US state health officials have said that the federal government “overpromised and underdelivered” regarding coronavirus vaccines.
According to health officials, the federal government left the states undermanned and with not enough budget to administer coronavirus vaccines to their residents in a timely manner.
Overpromised and underdelivered
In a briefing sponsored by the Association of State and Territorial Health Officials (ASTHO), Dr. Steven Stack, commissioner of the Kentucky Department for Public Health, said: “We overpromised and underdelivered as a nation.”
“We only got a third of what we thought we were going to get based on the initial modeling,” Dr. Stack pointed out.
Last year, Operation Warp Speed, Health and Human Services Secretary Alex Azar and other top officials promised to deliver 40 million vaccines by the end of December and that around 20 million doses will have been administered by that time.
However, the latest data from the US Centers for Disease Control and Prevention (CDC) indicated that it took until the first week of January to distribute 20 million doses and vaccinate around 6 million people.
On the other hand, Stack recognized that the development of multiple vaccines in less than a year was a great achievement.
He said: “Had we just projected realistic quantities, the public wouldn’t have seen this as a shortcoming — we would have recognized it for the incredible accomplishment it was to have even this much vaccine this fast.”
Meanwhile, Dr. Rachel Levine, secretary of health at the Pennsylvania Department of Health and and president of ASTHO, explained: “I think it’s important not to set unrealistic expectations that then disappoint the public. It could make them become disillusioned with this program.”

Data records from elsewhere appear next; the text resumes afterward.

impl GameStateStore {
    pub fn new(config: &GameConfig) -> Self {
        let template = GameStateSnapshot::initial(config);
        Self {
            state: template.clone(),
            template,
            events: EventChannel::new(),
        }
    }

    pub fn events(&self) -> &EventChannel {
        &self.events
    }

    pub fn events_mut(&mut self) -> &mut EventChannel {
        &mut self.events
    }

    /// Publish a non-state event (round boundaries, purchases)
    pub fn publish(&mut self, event: GameEvent) {
        self.events.publish(&event);
    }

    fn changed(&mut self, path: StatePath, old: impl Into<StateValue>, new: impl Into<StateValue>) {
        let (old, new) = (old.into(), new.into());
        log::trace!("{}: {:?} -> {:?}", path, old, new);
        self.events.publish(&GameEvent::StateChanged { path, old, new });
    }

    /// Borrow the live state
    pub fn state(&self) -> &GameStateSnapshot {
        &self.state
    }

    /// Copy of the live state
    pub fn snapshot(&self) -> GameStateSnapshot {
        self.state.clone()
    }

    /// Read one field
    pub fn get(&self, path: StatePath) -> StateValue {
        let s = &self.state;
        match path {
            StatePath::Playing => s.playing.into(),
            StatePath::Paused => s.paused.into(),
            StatePath::ShopOpen => s.shop_open.into(),
            StatePath::ViewMode => s.view_mode.into(),
            StatePath::Health => s.player.health.into(),
            StatePath::MaxHealth => s.player.max_health.into(),
            StatePath::Armor => s.player.armor.into(),
            StatePath::MaxArmor => s.player.max_armor.into(),
            StatePath::Coins => s.player.coins.into(),
            StatePath::Kills => s.player.kills.into(),
            StatePath::Headshots => s.player.headshots.into(),
            StatePath::CurrentWeapon => s.weapons.current.into(),
            StatePath::Owned(w) => s.weapons.owned.contains(&w).into(),
            StatePath::Ammo(w) => self.ammo(w).into(),
            StatePath::MaxAmmo(w) => self.max_ammo(w).into(),
        }
    }

    /// Read one field by dot path; unknown paths are `None`
    pub fn get_path(&self, path: &str) -> Option<StateValue> {
        StatePath::parse(path).map(|p| self.get(p))
    }

    /// Restore the round-start template, publishing a change for every
    /// path whose value differs from it
    pub fn reset(&mut self) {
        let before: Vec<(StatePath, StateValue)> =
            StatePath::all().into_iter().map(|p| (p, self.get(p))).collect();
        self.state = self.template.clone();
        log::debug!("State reset to template");
        for (path, old) in before {
            let new = self.get(path);
            if old != new {
                self.changed(path, old, new);
            }
        }
    }

    // === Flags ===

    pub fn is_playing(&self) -> bool {
        self.state.playing
    }

    pub fn is_paused(&self) -> bool {
        self.state.paused
    }

    pub fn is_shop_open(&self) -> bool {
        self.state.shop_open
    }

    pub fn set_playing(&mut self, playing: bool) {
        let old = std::mem::replace(&mut self.state.playing, playing);
        self.changed(StatePath::Playing, old, playing);
    }

    pub fn set_paused(&mut self, paused: bool) {
        let old = std::mem::replace(&mut self.state.paused, paused);
        self.changed(StatePath::Paused, old, paused);
    }

    pub fn set_shop_open(&mut self, open: bool) {
        let old = std::mem::replace(&mut self.state.shop_open, open);
        self.changed(StatePath::ShopOpen, old, open);
    }

    pub fn set_view_mode(&mut self, mode: ViewMode) {
        let old = std::mem::replace(&mut self.state.view_mode, mode);
        self.changed(StatePath::ViewMode, old, mode);
    }

    pub fn toggle_view_mode(&mut self) -> ViewMode {
        let mode = self.state.view_mode.toggled();
        self.set_view_mode(mode);
        mode
    }

    // === Vitals ===

    pub fn health(&self) -> f32 {
        self.state.player.health
    }

    pub fn armor(&self) -> f32 {
        self.state.player.armor
    }

    pub fn is_dead(&self) -> bool {
        self.state.player.health <= 0.0
    }

    /// Apply incoming damage, armor first
    pub fn damage(&mut self, amount: f32) -> DamageOutcome {
        let mut outcome = DamageOutcome::default();
        if !(amount > 0.0) {
            return outcome;
        }
        let mut remaining = amount;

        let armor = self.state.player.armor;
        if armor > 0.0 {
            let absorbed = armor.min(remaining);
            let new_armor = armor - absorbed;
            self.state.player.armor = new_armor;
            remaining -= absorbed;
            outcome.absorbed = absorbed;
            self.changed(StatePath::Armor, armor, new_armor);
            if new_armor <= 0.0 {
                outcome.armor_broken = true;
                log::debug!("Armor broken");
                self.events.publish(&GameEvent::ArmorBroken);
            }
        }

        if remaining > 0.0 {
            let health = self.state.player.health;
            let new_health = (health - remaining).max(0.0);
            self.state.player.health = new_health;
            outcome.health_lost = health - new_health;
            self.changed(StatePath::Health, health, new_health);
            if health > 0.0 && new_health <= 0.0 {
                outcome.died = true;
                log::info!("Player died");
                self.events.publish(&GameEvent::PlayerDied);
            }
        }

        self.events.publish(&GameEvent::PlayerDamaged {
            amount,
            health: self.state.player.health,
            armor: self.state.player.armor,
        });
        outcome
    }

    /// Restore health up to the current max
    pub fn heal(&mut self, amount: f32) {
        if !(amount > 0.0) {
            return;
        }
        let health = self.state.player.health;
        let new_health = (health + amount).min(self.state.player.max_health);
        self.state.player.health = new_health;
        self.changed(StatePath::Health, health, new_health);
    }

    /// Equip an armor tier. Overwrites armor and max health; see DESIGN.md.
    pub fn add_armor(&mut self, points: f32, health_bonus: f32) {
        let points = points.max(0.0);
        let max_health = BASE_MAX_HEALTH + health_bonus.max(0.0);
        let player = self.state.player.clone();

        self.state.player.armor = points;
        self.state.player.max_armor = points;
        self.state.player.max_health = max_health;
        self.state.player.health = max_health;

        self.changed(StatePath::Armor, player.armor, points);
        self.changed(StatePath::MaxArmor, player.max_armor, points);
        self.changed(StatePath::MaxHealth, player.max_health, max_health);
        self.changed(StatePath::Health, player.health, max_health);
    }

    // === Economy ===

    pub fn coins(&self) -> u32 {
        self.state.player.coins
    }

    pub fn add_coins(&mut self, amount: u32) {
        let coins = self.state.player.coins;
        let new_coins = coins.saturating_add(amount);
        self.state.player.coins = new_coins;
        self.changed(StatePath::Coins, coins, new_coins);
    }

    /// Deduct `amount` if affordable; otherwise leave coins untouched
    pub fn spend_coins(&mut self, amount: u32) -> bool {
        let coins = self.state.player.coins;
        if coins < amount {
            return false;
        }
        self.state.player.coins = coins - amount;
        self.changed(StatePath::Coins, coins, coins - amount);
        true
    }

    pub fn kills(&self) -> u32 {
        self.state.player.kills
    }

    pub fn add_kill(&mut self, is_headshot: bool) {
        let kills = self.state.player.kills;
        self.state.player.kills = kills + 1;
        self.changed(StatePath::Kills, kills, kills + 1);

        if is_headshot {
            let headshots = self.state.player.headshots;
            self.state.player.headshots = headshots + 1;
            self.changed(StatePath::Headshots, headshots, headshots + 1);
            self.events.publish(&GameEvent::EnemyHeadshot { kills: kills + 1 });
        } else {
            self.events.publish(&GameEvent::EnemyKilled { kills: kills + 1 });
        }
    }

    // === Weapons ===

    pub fn current_weapon(&self) -> WeaponKind {
        self.state.weapons.current
    }

    pub fn owns(&self, weapon: WeaponKind) -> bool {
        self.state.weapons.owned.contains(&weapon)
    }

    pub fn ammo(&self, weapon: WeaponKind) -> u32 {
        self.state.weapons.ammo.get(&weapon).copied().unwrap_or(0)
    }

    pub fn max_ammo(&self, weapon: WeaponKind) -> u32 {
        self.state.weapons.max_ammo.get(&weapon).copied().unwrap_or(0)
    }

    /// Spend one round of the current weapon
    pub fn use_ammo(&mut self) -> bool {
        let weapon = self.state.weapons.current;
        let ammo = self.ammo(weapon);
        if ammo == 0 {
            self.events.publish(&GameEvent::WeaponEmpty { weapon });
            return false;
        }
        self.state.weapons.ammo.insert(weapon, ammo - 1);
        self.changed(StatePath::Ammo(weapon), ammo, ammo - 1);
        self.events.publish(&GameEvent::WeaponFired {
            weapon,
            ammo_left: ammo - 1,
        });
        true
    }

    /// Refill a magazine to its max
    pub fn reload_weapon(&mut self, weapon: WeaponKind) {
        let ammo = self.ammo(weapon);
        let max = self.max_ammo(weapon);
        self.state.weapons.ammo.insert(weapon, max);
        self.changed(StatePath::Ammo(weapon), ammo, max);
    }

    /// Make an owned weapon current
    pub fn switch_weapon(&mut self, weapon: WeaponKind) -> bool {
        if !self.owns(weapon) {
            return false;
        }
        let old = std::mem::replace(&mut self.state.weapons.current, weapon);
        self.changed(StatePath::CurrentWeapon, old, weapon);
        self.events.publish(&GameEvent::WeaponSwitched { weapon });
        true
    }

    /// Add a weapon to the owned set with a full magazine.
    /// Returns false if it was already owned.
    pub fn grant_weapon(&mut self, weapon: WeaponKind) -> bool {
        if !self.state.weapons.owned.insert(weapon) {
            return false;
        }
        self.changed(StatePath::Owned(weapon), false, true);
        self.reload_weapon(weapon);
        true
    }
}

“We end up knowing a week or two in advance what the what the possibility is of how much vaccine we’re getting. But then the actual amount that is going to be transported often ends up being somewhat different depending upon the variables that Operation Warp Speed has to deal with in terms of manufacturing and how much they get,” she continued.
Need for more funding and staff
ASTHO members emphasized the need for additional funds and staff during the briefing. Dr. Levine mentioned that the states, cities and territories were only given $340 million to accomplish the targets set by the federal government until the end of the year.
“That is clearly insufficient to accomplishing what we’re trying to accomplish,” Levine said.
Dr. Stack added: “One of the frustrations we’ve had, I think those of us who are state officials, is that there was no funding, dedicated funding, of any substance or size provided for this project and we’ve been saying that for many months before we got to this point.”
He pointed out that while there were large funding for all other stages of the vaccine process, there was not for vaccine administration. Dr. Stack also mentioned the strain on health care systems.
“There’s not a lot of idle health care workers sitting by to draw upon, so I think that’s another challenge all of us face as we try to scale up such an enormous vaccination program,” he argued.